Pour atteindre l’horizon social-démocrate, un premier mouvement consisterait donc à ancrer le Parti socialiste dans la société en revenant à sa fonction « d’éducation des consciences » par une plus grande participation aux mobilisations sociales et au débat public. 

La question des moyens de diffusion des idées, doit aussi être posée. Désormais dépourvu d’organe de presse, le Parti éprouve des difficultés à se faire entendre. Sans revenir aux instruments du passé, il est nécessaire de s’interroger sur de nouvelles modalités de propagande, rendues possible par les récentes avancées technologiques. La mise en place d’un média audiovisuel par le démocrate Al Gore mérite, par exemple, d’être étudiée.

La social-démocratie comme outil social

Fort de ses 300.000 adhérents, le PS détient désormais les moyens humains pour changer de nature.
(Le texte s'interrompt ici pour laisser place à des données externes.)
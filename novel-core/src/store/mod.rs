//! SQLite-backed relational store.
//!
//! Every multi-statement write (version snapshot + overwrite + aggregate
//! recompute, chapter insert + plan transition) runs inside one immediate
//! transaction, so a failure part-way leaves nothing behind.

pub(crate) mod annotations;
pub(crate) mod chapters;
mod memory;
pub(crate) mod novels;
pub mod schema;
pub(crate) mod techniques;
pub(crate) mod versions;

use rusqlite::{Connection, Transaction, TransactionBehavior};
use std::path::Path;
use std::sync::{Mutex, MutexGuard};

use crate::error::{NovelError, Result};

pub use chapters::NewChapter;
pub use memory::{NewCharacter, NewForeshadowing, NewSetting};

/// The relational store.
///
/// A single connection behind a mutex; SQLite serializes writers anyway and
/// no lock is ever held across an `.await`.
///
/// Every call is synchronous and blocks the calling thread for the length
/// of its SQLite work. A server that shares one store across many requests
/// should make its calls from `tokio::task::spawn_blocking`.
pub struct Store {
    conn: Mutex<Connection>,
}

impl Store {
    pub fn open(path: &Path) -> Result<Self> {
        let conn = Connection::open(path)?;
        schema::initialize(&conn)?;
        tracing::info!(path = %path.display(), "opened novel store");
        Ok(Self {
            conn: Mutex::new(conn),
        })
    }

    pub fn open_in_memory() -> Result<Self> {
        let conn = Connection::open_in_memory()?;
        schema::initialize(&conn)?;
        Ok(Self {
            conn: Mutex::new(conn),
        })
    }

    fn lock(&self) -> MutexGuard<'_, Connection> {
        // A panic while holding the lock cannot leave a half-applied write:
        // the open transaction is rolled back when it is dropped.
        self.conn.lock().unwrap_or_else(|poisoned| poisoned.into_inner())
    }

    /// Run read-only statements.
    pub fn read<T>(&self, f: impl FnOnce(&Connection) -> Result<T>) -> Result<T> {
        let conn = self.lock();
        f(&conn)
    }

    /// Run `f` inside one immediate transaction; commits only if `f` succeeds.
    pub fn transaction<T>(&self, f: impl FnOnce(&Transaction<'_>) -> Result<T>) -> Result<T> {
        let mut conn = self.lock();
        let tx = conn.transaction_with_behavior(TransactionBehavior::Immediate)?;
        let out = f(&tx)?;
        tx.commit()?;
        Ok(out)
    }
}

/// Map a uniqueness violation to `Conflict`, leaving other errors intact.
pub(crate) fn conflict_on_unique(err: rusqlite::Error, message: impl Into<String>) -> NovelError {
    if NovelError::is_unique_violation(&err) {
        NovelError::Conflict(message.into())
    } else {
        NovelError::Store(err)
    }
}

pub(crate) fn to_i64(value: usize) -> i64 {
    i64::try_from(value).unwrap_or(i64::MAX)
}

pub(crate) fn json_column<T: serde::de::DeserializeOwned>(
    raw: String,
    idx: usize,
) -> rusqlite::Result<T> {
    serde_json::from_str(&raw).map_err(|e| {
        rusqlite::Error::FromSqlConversionFailure(idx, rusqlite::types::Type::Text, Box::new(e))
    })
}

pub(crate) fn enum_column<T>(
    raw: String,
    idx: usize,
    parse: impl Fn(&str) -> Option<T>,
) -> rusqlite::Result<T> {
    parse(&raw).ok_or_else(|| {
        rusqlite::Error::FromSqlConversionFailure(
            idx,
            rusqlite::types::Type::Text,
            format!("unknown value '{raw}'").into(),
        )
    })
}
//! Story memory selection: what the model gets to see for a chapter.
//!
//! Ranking and scheduling are pure functions over rows already loaded from
//! the store; [`ContextAssembler`] does the loading and the optional
//! retrieval calls around them.

mod context;
mod foreshadowing;
mod relevance;

pub use context::{
    AssembledContext, ChapterDigest, ContextAssembler, RetrievalSnippet, SnippetSource,
    BACKGROUND_INSTRUCTION, BUILDUP_INSTRUCTION, DUE_INSTRUCTION,
};
pub use foreshadowing::{ForeshadowingPlan, ForeshadowingScheduler, OUTLINE_MENTION_BONUS};
pub use relevance::{recency_bonus, Ranked, RelevanceRanker, MENTION_BONUS, RECENT_SETTING_BONUS};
Il lui suffirait simplement  d’appliquer l’un des articles de ses statuts qui exige que  « les membres du Parti doivent appartenir à une organisation syndicale de leur profession et au moins à une association, notamment de défense des droits de l’homme, de solidarité, de consommateurs, d’éducation populaire, de parents d’élèves ou d’animation de la vie locale ». Voilà une contribution concrète à l’édification d’un syndicalisme de masse !

Investis massivement dans le champ social, les socialistes pourraient renouveler positivement leur rapport avec le mouvement associatif et les structures syndicales. Et parallèlement, la capacité du PS à offrir d’autres services (comme une véritable formation politique, la mise en relation avec des associations, des permanences d’aide juridique, du soutien scolaire ou d’information sur les secteurs de consommations ou d’épargnes solidaires) permettrait d’impliquer chaque adhérent à la vie de la structure.

Dans la même logique, le PS doit renouer avec son engagement internationaliste en s’investissant, de nouveau, aux côtés de ses partis frères et notamment  auprès de ceux qui se battent contre des régimes autoritaires. Par le jumelage des sections, par le soutien et la formation des démocrates progressistes, il serait possible d’impliquer concrètement l’ensemble des adhérents dans la filiation universaliste de la doctrine social-démocrate.

La social-démocratie, un outil pour rassembler la Gauche 

Plus fondamentalement encore, la conversion social-démocrate du PS implique de repenser la place du Parti face à la « Gauche du réel ». L’essor du mouvement associatif constitue un terreau précieux, sur le plan idéologique comme d’un point de vue électoral, pour la refondation de la Gauche.
Mais encore faut-il que le PS instaure les conditions nécessaires pour qu’un nouveau dialogue se noue, sans instrumentalisation ni subordination, avec ceux qui font vivre la Gauche au quotidien.
Les militants associatifs s’inscrivent  dans une démarche qui, parce qu’elle exige des gestes concrets pour des résultats immédiats, est profondément réformiste. C’est vers eux que le Parti doit donc se tourner pour trouver un nouveau souffle. C’est en acceptant d’être irrigué par les forces sociales, que le PS deviendra profondément social-démocrate.
Pour reprendre Bernstein, le problème posé au Parti socialiste n’est donc pas seulement qu’il « n’ose pas enfin paraître ce qu’il est », c’est aussi qu’il n’est pas organisé comme il devrait être.

Maxime des Gayets

Source: http://www.ouvronsledebat.net

Très beau texte de Maxime des Gayets qui apporte sa contribution à la refondation et nous permet de nous interroger.